Work to be completed
All the entries, exactly as they read, must be written out again.
Segment Open
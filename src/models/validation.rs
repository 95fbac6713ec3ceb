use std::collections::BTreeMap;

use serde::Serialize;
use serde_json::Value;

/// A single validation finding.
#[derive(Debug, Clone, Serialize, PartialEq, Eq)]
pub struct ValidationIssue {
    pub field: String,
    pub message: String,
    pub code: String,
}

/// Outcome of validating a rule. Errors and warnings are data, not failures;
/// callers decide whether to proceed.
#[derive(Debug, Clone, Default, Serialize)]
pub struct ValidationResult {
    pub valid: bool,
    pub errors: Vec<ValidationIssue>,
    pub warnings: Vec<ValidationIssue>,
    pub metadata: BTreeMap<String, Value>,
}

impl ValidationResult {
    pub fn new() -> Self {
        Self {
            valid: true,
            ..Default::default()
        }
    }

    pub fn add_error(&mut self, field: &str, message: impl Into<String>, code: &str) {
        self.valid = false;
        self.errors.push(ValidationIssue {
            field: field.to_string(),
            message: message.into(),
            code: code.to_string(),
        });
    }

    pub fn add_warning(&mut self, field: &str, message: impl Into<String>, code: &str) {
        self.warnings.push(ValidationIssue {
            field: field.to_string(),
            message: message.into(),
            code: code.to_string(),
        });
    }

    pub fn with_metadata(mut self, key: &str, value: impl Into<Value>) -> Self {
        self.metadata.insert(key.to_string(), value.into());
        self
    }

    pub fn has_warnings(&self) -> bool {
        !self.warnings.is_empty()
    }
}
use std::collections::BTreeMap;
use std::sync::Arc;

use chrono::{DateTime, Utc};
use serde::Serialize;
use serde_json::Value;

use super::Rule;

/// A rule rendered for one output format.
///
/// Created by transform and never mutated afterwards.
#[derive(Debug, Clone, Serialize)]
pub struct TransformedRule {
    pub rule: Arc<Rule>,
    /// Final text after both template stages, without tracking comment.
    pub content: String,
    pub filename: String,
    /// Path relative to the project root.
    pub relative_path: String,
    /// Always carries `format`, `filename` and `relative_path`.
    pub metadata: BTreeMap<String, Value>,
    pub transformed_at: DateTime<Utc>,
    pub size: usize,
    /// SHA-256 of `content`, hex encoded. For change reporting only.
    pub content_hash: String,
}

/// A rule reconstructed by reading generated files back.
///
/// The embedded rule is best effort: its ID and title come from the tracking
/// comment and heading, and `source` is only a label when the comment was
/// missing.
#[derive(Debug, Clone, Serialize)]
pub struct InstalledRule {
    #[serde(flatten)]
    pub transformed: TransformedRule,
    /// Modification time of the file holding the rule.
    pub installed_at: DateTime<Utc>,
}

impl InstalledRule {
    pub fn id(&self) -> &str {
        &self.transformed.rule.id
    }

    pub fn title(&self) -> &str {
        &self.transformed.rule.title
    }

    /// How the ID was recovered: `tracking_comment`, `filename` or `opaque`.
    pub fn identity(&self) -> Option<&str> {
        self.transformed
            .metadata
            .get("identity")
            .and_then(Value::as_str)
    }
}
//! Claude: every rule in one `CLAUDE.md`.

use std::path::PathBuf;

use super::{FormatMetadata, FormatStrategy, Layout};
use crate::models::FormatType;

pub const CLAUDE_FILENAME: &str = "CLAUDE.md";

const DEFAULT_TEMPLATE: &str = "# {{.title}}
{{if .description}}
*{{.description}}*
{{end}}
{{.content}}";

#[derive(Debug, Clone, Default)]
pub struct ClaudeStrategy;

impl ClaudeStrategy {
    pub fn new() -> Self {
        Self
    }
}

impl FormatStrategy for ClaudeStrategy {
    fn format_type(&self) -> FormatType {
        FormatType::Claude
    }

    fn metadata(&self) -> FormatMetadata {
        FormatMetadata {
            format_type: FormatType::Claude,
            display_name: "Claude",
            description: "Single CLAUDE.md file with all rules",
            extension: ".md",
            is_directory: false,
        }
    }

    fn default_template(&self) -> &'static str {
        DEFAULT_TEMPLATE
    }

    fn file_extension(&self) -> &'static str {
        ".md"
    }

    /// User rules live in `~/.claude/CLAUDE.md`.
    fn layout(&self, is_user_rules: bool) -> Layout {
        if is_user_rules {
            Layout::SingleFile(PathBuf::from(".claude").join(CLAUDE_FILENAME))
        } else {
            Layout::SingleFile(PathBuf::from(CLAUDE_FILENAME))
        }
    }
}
Segment Closed
Result of the exercise
filename src/models/validation.rs
repository 95fbac6713ec3ceb
use std::collections::BTreeMap;

use serde::Serialize;
use serde_json::Value;

/// A single validation finding.
#[derive(Debug, Clone, Serialize, PartialEq, Eq)]
pub struct ValidationIssue {
    pub field: String,
    pub message: String,
    pub code: String,
}

/// Outcome of validating a rule. Errors and warnings are data, not failures;
/// callers decide whether to proceed.
#[derive(Debug, Clone, Default, Serialize)]
pub struct ValidationResult {
    pub valid: bool,
    pub errors: Vec<ValidationIssue>,
    pub warnings: Vec<ValidationIssue>,
    pub metadata: BTreeMap<String, Value>,
}

impl ValidationResult {
    pub fn new() -> Self {
        Self {
            valid: true,
            ..Default::default()
        }
    }

    pub fn add_error(&mut self, field: &str, message: impl Into<String>, code: &str) {
        self.valid = false;
        self.errors.push(ValidationIssue {
            field: field.to_string(),
            message: message.into(),
            code: code.to_string(),
        });
    }

    pub fn add_warning(&mut self, field: &str, message: impl Into<String>, code: &str) {
        self.warnings.push(ValidationIssue {
            field: field.to_string(),
            message: message.into(),
            code: code.to_string(),
        });
    }

    pub fn with_metadata(mut self, key: &str, value: impl Into<Value>) -> Self {
        self.metadata.insert(key.to_string(), value.into());
        self
    }

    pub fn has_warnings(&self) -> bool {
        !self.warnings.is_empty()
    }
}
use std::collections::BTreeMap;
use std::sync::Arc;

use chrono::{DateTime, Utc};
use serde::Serialize;
use serde_json::Value;

use super::Rule;

/// A rule rendered for one output format.
///
/// Created by transform and never mutated afterwards.
#[derive(Debug, Clone, Serialize)]
pub struct TransformedRule {
    pub rule: Arc<Rule>,
    /// Final text after both template stages, without tracking comment.
    pub content: String,
    pub filename: String,
    /// Path relative to the project root.
    pub relative_path: String,
    /// Always carries `format`, `filename` and `relative_path`.
    pub metadata: BTreeMap<String, Value>,
    pub transformed_at: DateTime<Utc>,
    pub size: usize,
    /// SHA-256 of `content`, hex encoded. For change reporting only.
    pub content_hash: String,
}

/// A rule reconstructed by reading generated files back.
///
/// The embedded rule is best effort: its ID and title come from the tracking
/// comment and heading, and `source` is only a label when the comment was
/// missing.
#[derive(Debug, Clone, Serialize)]
pub struct InstalledRule {
    #[serde(flatten)]
    pub transformed: TransformedRule,
    /// Modification time of the file holding the rule.
    pub installed_at: DateTime<Utc>,
}

impl InstalledRule {
    pub fn id(&self) -> &str {
        &self.transformed.rule.id
    }

    pub fn title(&self) -> &str {
        &self.transformed.rule.title
    }

    /// How the ID was recovered: `tracking_comment`, `filename` or `opaque`.
    pub fn identity(&self) -> Option<&str> {
        self.transformed
            .metadata
            .get("identity")
            .and_then(Value::as_str)
    }
}
//! Claude: every rule in one `CLAUDE.md`.

use std::path::PathBuf;

use super::{FormatMetadata, FormatStrategy, Layout};
use crate::models::FormatType;

pub const CLAUDE_FILENAME: &str = "CLAUDE.md";

const DEFAULT_TEMPLATE: &str = "# {{.title}}
{{if .description}}
*{{.description}}*
{{end}}
{{.content}}";

#[derive(Debug, Clone, Default)]
pub struct ClaudeStrategy;

impl ClaudeStrategy {
    pub fn new() -> Self {
        Self
    }
}

impl FormatStrategy for ClaudeStrategy {
    fn format_type(&self) -> FormatType {
        FormatType::Claude
    }

    fn metadata(&self) -> FormatMetadata {
        FormatMetadata {
            format_type: FormatType::Claude,
            display_name: "Claude",
            description: "Single CLAUDE.md file with all rules",
            extension: ".md",
            is_directory: false,
        }
    }

    fn default_template(&self) -> &'static str {
        DEFAULT_TEMPLATE
    }

    fn file_extension(&self) -> &'static str {
        ".md"
    }

    /// User rules live in `~/.claude/CLAUDE.md`.
    fn layout(&self, is_user_rules: bool) -> Layout {
        if is_user_rules {
            Layout::SingleFile(PathBuf::from(".claude").join(CLAUDE_FILENAME))
        } else {
            Layout::SingleFile(PathBuf::from(CLAUDE_FILENAME))
        }
    }
}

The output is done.